+++ DATA PROVIDED
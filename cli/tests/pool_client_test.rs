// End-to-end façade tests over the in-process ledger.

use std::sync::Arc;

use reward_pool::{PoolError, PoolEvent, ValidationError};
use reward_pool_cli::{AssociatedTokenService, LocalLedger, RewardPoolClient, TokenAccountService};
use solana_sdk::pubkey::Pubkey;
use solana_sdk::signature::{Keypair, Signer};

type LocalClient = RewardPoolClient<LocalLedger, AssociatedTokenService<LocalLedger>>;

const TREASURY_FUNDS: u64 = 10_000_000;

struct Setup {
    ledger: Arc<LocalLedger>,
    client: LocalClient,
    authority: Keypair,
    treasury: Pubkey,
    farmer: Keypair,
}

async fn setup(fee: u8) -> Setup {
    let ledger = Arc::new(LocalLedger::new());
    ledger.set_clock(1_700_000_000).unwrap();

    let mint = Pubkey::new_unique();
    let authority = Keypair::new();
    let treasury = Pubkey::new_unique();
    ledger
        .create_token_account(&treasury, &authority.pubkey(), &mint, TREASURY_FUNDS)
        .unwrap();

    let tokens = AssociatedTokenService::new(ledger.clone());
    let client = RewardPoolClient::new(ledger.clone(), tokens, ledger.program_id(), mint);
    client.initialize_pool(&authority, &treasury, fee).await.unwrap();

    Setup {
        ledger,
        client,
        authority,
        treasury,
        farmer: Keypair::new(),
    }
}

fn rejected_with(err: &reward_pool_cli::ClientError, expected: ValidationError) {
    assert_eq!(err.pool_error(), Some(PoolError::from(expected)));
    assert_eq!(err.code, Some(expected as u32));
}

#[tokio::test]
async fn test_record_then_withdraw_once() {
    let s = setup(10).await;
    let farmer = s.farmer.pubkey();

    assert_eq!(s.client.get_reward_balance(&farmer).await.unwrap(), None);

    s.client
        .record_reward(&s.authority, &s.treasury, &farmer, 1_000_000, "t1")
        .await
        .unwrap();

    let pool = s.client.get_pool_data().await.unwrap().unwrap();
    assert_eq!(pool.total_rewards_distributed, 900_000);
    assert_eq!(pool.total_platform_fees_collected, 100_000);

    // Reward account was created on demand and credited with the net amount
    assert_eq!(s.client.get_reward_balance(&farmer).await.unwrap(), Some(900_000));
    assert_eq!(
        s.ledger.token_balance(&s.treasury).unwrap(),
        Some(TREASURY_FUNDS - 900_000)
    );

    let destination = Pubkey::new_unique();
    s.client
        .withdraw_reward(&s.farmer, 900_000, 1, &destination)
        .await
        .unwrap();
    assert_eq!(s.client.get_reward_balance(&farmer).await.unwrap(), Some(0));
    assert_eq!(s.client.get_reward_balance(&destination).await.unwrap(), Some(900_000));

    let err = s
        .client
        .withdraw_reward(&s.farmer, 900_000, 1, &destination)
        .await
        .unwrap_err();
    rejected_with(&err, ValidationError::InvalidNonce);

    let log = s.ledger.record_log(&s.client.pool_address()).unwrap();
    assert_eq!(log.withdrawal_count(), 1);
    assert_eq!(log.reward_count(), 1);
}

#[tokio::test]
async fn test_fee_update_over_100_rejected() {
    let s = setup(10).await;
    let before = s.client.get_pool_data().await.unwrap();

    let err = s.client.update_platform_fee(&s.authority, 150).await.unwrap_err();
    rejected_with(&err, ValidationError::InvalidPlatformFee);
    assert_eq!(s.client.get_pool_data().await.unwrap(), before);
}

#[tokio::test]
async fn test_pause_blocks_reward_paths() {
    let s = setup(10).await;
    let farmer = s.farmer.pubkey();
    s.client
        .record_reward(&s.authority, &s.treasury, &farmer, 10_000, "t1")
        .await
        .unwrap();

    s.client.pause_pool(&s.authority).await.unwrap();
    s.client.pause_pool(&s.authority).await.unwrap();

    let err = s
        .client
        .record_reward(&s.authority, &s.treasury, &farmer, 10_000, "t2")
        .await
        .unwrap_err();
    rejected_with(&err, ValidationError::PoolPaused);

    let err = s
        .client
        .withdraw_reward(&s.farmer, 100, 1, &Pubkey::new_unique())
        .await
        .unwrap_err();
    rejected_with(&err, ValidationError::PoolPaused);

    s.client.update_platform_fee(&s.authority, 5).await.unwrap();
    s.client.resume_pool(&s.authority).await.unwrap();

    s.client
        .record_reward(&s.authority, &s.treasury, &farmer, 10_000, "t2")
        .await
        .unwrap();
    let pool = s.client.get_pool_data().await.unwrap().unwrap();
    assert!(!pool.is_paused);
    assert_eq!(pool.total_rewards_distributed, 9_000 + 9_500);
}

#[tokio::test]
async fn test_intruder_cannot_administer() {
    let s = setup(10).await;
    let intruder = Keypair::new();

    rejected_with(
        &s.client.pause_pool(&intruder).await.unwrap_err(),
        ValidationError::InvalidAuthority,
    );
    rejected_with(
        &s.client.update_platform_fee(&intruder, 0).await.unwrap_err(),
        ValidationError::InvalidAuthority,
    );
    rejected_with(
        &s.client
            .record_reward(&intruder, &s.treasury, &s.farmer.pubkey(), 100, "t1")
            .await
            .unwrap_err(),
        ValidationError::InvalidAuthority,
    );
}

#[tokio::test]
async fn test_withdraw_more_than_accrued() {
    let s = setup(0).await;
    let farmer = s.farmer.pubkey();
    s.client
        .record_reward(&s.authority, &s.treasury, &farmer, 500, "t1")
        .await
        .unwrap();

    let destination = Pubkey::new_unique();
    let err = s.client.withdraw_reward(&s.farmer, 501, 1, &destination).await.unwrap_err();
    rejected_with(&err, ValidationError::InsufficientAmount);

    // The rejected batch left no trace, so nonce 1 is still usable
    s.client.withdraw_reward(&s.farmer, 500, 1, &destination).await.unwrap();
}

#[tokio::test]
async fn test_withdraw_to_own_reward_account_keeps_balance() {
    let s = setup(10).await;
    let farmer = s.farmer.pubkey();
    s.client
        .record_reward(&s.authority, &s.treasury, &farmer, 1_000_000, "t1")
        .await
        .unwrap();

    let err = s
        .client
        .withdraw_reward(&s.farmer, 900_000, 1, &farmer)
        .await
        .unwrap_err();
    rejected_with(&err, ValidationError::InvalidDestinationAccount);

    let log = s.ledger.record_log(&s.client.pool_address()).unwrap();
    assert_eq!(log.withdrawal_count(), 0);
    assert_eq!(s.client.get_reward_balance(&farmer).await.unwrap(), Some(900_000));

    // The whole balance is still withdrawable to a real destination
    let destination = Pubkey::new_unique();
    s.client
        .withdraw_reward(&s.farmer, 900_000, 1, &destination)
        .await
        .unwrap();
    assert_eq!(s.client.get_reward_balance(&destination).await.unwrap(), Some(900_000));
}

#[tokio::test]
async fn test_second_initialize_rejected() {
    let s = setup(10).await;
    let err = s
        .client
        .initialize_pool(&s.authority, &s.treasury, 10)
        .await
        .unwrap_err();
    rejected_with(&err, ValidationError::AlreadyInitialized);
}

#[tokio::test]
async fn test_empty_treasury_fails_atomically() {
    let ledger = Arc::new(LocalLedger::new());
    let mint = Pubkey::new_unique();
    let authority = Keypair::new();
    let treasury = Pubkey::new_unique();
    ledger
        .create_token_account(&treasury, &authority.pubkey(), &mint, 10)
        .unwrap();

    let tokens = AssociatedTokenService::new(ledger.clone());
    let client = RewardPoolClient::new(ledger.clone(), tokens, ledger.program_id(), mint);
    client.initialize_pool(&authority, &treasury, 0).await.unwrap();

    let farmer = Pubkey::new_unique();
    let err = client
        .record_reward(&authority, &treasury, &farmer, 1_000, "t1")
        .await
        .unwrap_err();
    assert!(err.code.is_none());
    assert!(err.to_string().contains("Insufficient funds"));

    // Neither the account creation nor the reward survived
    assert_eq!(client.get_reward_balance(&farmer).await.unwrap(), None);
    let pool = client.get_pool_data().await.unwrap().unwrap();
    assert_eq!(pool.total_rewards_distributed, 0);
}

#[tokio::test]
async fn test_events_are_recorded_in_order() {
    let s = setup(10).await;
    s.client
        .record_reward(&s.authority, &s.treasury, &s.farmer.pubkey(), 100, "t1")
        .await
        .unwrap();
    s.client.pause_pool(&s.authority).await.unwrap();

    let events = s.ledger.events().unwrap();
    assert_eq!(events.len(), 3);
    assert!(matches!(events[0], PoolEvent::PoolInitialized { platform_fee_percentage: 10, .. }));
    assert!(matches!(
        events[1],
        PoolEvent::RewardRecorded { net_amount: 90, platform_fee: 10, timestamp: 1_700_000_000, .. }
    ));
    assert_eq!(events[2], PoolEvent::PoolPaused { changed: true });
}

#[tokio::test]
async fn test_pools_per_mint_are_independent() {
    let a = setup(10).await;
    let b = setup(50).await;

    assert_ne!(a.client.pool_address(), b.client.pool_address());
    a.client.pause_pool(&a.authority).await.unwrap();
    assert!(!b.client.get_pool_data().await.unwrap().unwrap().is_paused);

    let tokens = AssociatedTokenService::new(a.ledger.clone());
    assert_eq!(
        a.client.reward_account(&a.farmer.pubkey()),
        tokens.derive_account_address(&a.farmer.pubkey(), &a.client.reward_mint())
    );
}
++++++
YOUR GOAL: Each line from the top of the listing down to and including the one containing "async fn setup(fee: u8)" should be transcribed exactly; nothing else is to be output.

RESULT:
filename cli/tests/pool_client_test.rs
// End-to-end façade tests over the in-process ledger.

use std::sync::Arc;

use reward_pool::{PoolError, PoolEvent, ValidationError};
use reward_pool_cli::{AssociatedTokenService, LocalLedger, RewardPoolClient, TokenAccountService};
use solana_sdk::pubkey::Pubkey;
use solana_sdk::signature::{Keypair, Signer};

type LocalClient = RewardPoolClient<LocalLedger, AssociatedTokenService<LocalLedger>>;

const TREASURY_FUNDS: u64 = 10_000_000;

struct Setup {
    ledger: Arc<LocalLedger>,
    client: LocalClient,
    authority: Keypair,
    treasury: Pubkey,
    farmer: Keypair,
}

async fn setup(fee: u8) -> Setup {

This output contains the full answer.